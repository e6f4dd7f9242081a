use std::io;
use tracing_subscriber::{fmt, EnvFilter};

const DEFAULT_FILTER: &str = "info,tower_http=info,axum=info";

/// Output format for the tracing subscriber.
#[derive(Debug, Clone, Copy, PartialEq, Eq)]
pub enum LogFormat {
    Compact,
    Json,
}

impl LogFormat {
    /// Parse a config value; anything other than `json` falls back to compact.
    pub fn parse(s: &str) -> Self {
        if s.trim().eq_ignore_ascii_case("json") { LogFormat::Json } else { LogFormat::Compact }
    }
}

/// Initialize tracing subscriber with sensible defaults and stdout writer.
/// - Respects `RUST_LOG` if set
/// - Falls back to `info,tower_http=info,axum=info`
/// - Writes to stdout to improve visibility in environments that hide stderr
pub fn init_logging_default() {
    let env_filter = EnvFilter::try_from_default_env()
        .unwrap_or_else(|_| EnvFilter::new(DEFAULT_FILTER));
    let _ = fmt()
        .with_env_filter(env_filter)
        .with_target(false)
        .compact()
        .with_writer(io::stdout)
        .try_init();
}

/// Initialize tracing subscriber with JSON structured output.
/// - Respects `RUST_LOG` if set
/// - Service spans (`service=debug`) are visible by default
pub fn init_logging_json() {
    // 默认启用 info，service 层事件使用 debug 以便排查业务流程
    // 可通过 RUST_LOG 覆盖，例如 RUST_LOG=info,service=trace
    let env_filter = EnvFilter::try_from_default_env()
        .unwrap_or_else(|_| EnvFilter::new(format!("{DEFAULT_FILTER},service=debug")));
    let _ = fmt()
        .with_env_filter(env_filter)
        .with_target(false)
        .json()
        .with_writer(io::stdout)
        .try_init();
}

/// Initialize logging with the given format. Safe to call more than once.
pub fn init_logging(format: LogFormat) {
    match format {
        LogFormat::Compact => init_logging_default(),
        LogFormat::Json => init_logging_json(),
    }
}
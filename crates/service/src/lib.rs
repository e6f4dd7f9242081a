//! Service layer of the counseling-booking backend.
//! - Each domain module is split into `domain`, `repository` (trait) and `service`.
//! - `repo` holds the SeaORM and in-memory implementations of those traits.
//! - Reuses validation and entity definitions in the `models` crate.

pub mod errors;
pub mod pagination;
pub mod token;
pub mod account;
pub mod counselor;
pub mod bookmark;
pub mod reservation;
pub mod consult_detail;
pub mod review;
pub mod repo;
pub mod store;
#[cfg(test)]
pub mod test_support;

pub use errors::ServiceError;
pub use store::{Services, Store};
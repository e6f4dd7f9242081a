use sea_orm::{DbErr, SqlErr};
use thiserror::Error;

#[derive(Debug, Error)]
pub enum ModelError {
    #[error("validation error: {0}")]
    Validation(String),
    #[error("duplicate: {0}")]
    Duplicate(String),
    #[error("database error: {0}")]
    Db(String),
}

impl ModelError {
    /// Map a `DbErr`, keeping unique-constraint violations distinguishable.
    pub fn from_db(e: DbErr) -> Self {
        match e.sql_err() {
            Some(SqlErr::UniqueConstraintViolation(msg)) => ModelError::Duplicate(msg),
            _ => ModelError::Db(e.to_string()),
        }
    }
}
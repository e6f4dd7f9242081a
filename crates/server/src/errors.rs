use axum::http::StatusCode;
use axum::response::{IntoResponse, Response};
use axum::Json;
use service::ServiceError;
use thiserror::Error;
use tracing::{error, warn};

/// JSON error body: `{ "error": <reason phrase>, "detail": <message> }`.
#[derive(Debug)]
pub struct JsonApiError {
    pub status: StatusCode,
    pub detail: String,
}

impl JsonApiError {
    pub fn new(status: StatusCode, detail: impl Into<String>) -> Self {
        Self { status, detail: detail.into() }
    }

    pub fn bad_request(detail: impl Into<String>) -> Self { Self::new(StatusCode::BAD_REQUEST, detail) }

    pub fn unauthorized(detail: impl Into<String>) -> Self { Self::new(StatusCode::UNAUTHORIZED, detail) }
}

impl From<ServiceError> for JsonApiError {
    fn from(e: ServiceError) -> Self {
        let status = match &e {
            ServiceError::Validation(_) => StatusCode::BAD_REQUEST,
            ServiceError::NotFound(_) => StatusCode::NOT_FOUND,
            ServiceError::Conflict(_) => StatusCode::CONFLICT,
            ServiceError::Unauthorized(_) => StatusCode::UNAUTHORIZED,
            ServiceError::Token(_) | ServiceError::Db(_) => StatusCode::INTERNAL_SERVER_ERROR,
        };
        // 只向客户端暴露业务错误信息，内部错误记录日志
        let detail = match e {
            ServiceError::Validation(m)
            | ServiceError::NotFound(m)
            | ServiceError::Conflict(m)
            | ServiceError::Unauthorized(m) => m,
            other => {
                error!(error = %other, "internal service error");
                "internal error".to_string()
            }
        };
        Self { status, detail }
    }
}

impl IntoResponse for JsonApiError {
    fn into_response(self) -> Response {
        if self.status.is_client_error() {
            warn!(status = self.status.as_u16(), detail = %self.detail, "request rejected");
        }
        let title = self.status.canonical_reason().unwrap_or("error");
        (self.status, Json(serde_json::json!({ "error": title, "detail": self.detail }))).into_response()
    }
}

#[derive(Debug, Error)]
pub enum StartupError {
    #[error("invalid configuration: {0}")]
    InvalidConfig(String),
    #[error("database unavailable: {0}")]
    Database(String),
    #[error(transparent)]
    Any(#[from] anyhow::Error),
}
━━━━━━━━━━━━━━━━
Every record here must be output exactly, word for word.

repository e6f4dd7f9242081a
use std::io;
use tracing_subscriber::{fmt, EnvFilter};

const DEFAULT_FILTER: &str = "info,tower_http=info,axum=info";

/// Output format for the tracing subscriber.
#[derive(Debug, Clone, Copy, PartialEq, Eq)]
pub enum LogFormat {
    Compact,
    Json,
}

impl LogFormat {
    /// Parse a config value; anything other than `json` falls back to compact.
    pub fn parse(s: &str) -> Self {
        if s.trim().eq_ignore_ascii_case("json") { LogFormat::Json } else { LogFormat::Compact }
    }
}

/// Initialize tracing subscriber with sensible defaults and stdout writer.
/// - Respects `RUST_LOG` if set
/// - Falls back to `info,tower_http=info,axum=info`
/// - Writes to stdout to improve visibility in environments that hide stderr
pub fn init_logging_default() {
    let env_filter = EnvFilter::try_from_default_env()
        .unwrap_or_else(|_| EnvFilter::new(DEFAULT_FILTER));
    let _ = fmt()
        .with_env_filter(env_filter)
        .with_target(false)
        .compact()
        .with_writer(io::stdout)
        .try_init();
}

/// Initialize tracing subscriber with JSON structured output.
/// - Respects `RUST_LOG` if set
/// - Service spans (`service=debug`) are visible by default
pub fn init_logging_json() {
    // 默认启用 info，service 层事件使用 debug 以便排查业务流程
    // 可通过 RUST_LOG 覆盖，例如 RUST_LOG=info,service=trace
    let env_filter = EnvFilter::try_from_default_env()
        .unwrap_or_else(|_| EnvFilter::new(format!("{DEFAULT_FILTER},service=debug")));
    let _ = fmt()
        .with_env_filter(env_filter)
        .with_target(false)
        .json()
        .with_writer(io::stdout)
        .try_init();
}

/// Initialize logging with the given format. Safe to call more than once.
pub fn init_logging(format: LogFormat) {
    match format {
        LogFormat::Compact => init_logging_default(),
        LogFormat::Json => init_logging_json(),
    }
}
filename crates/service/src/lib.rs
repository e6f4dd7f9242081a
//! Service layer of the counseling-booking backend.
//! - Each domain module is split into `domain`, `repository` (trait) and `service`.
//! - `repo` holds the SeaORM and in-memory implementations of those traits.
//! - Reuses validation and entity definitions in the `models` crate.

pub mod errors;
pub mod pagination;
pub mod token;
pub mod account;
pub mod counselor;
pub mod bookmark;
pub mod reservation;
pub mod consult_detail;
pub mod review;
pub mod repo;
pub mod store;
#[cfg(test)]
pub mod test_support;

pub use errors::ServiceError;
pub use store::{Services, Store};
repository e6f4dd7f9242081a
use sea_orm::{DbErr, SqlErr};
use thiserror::Error;

#[derive(Debug, Error)]
pub enum ModelError {
    #[error("validation error: {0}")]
    Validation(String),
    #[error("duplicate: {0}")]
    Duplicate(String),
    #[error("database error: {0}")]
    Db(String),
}

impl ModelError {
    /// Map a `DbErr`, keeping unique-constraint violations distinguishable.
    pub fn from_db(e: DbErr) -> Self {
        match e.sql_err() {
            Some(SqlErr::UniqueConstraintViolation(msg)) => ModelError::Duplicate(msg),
            _ => ModelError::Db(e.to_string()),
        }
    }
}
repository e6f4dd7f9242081a
filename crates/server/src/errors.rs
use axum::http::StatusCode;
use axum::response::{IntoResponse, Response};
use axum::Json;
use service::ServiceError;
use thiserror::Error;
use tracing::{error, warn};

/// JSON error body: `{ "error": <reason phrase>, "detail": <message> }`.
#[derive(Debug)]
pub struct JsonApiError {
    pub status: StatusCode,
    pub detail: String,
}

impl JsonApiError {
    pub fn new(status: StatusCode, detail: impl Into<String>) -> Self {
        Self { status, detail: detail.into() }
    }

    pub fn bad_request(detail: impl Into<String>) -> Self { Self::new(StatusCode::BAD_REQUEST, detail) }

    pub fn unauthorized(detail: impl Into<String>) -> Self { Self::new(StatusCode::UNAUTHORIZED, detail) }
}

impl From<ServiceError> for JsonApiError {
    fn from(e: ServiceError) -> Self {
        let status = match &e {
            ServiceError::Validation(_) => StatusCode::BAD_REQUEST,
            ServiceError::NotFound(_) => StatusCode::NOT_FOUND,
            ServiceError::Conflict(_) => StatusCode::CONFLICT,
            ServiceError::Unauthorized(_) => StatusCode::UNAUTHORIZED,
            ServiceError::Token(_) | ServiceError::Db(_) => StatusCode::INTERNAL_SERVER_ERROR,
        };
        // 只向客户端暴露业务错误信息，内部错误记录日志
        let detail = match e {
            ServiceError::Validation(m)
            | ServiceError::NotFound(m)
            | ServiceError::Conflict(m)
            | ServiceError::Unauthorized(m) => m,
            other => {
                error!(error = %other, "internal service error");
                "internal error".to_string()
            }
        };
        Self { status, detail }
    }
}

impl IntoResponse for JsonApiError {
    fn into_response(self) -> Response {
        if self.status.is_client_error() {
            warn!(status = self.status.as_u16(), detail = %self.detail, "request rejected");
        }
        let title = self.status.canonical_reason().unwrap_or("error");
        (self.status, Json(serde_json::json!({ "error": title, "detail": self.detail }))).into_response()
    }
}

#[derive(Debug, Error)]
pub enum StartupError {
    #[error("invalid configuration: {0}")]
    InvalidConfig(String),
    #[error("database unavailable: {0}")]
    Database(String),
    #[error(transparent)]
    Any(#[from] anyhow::Error),
}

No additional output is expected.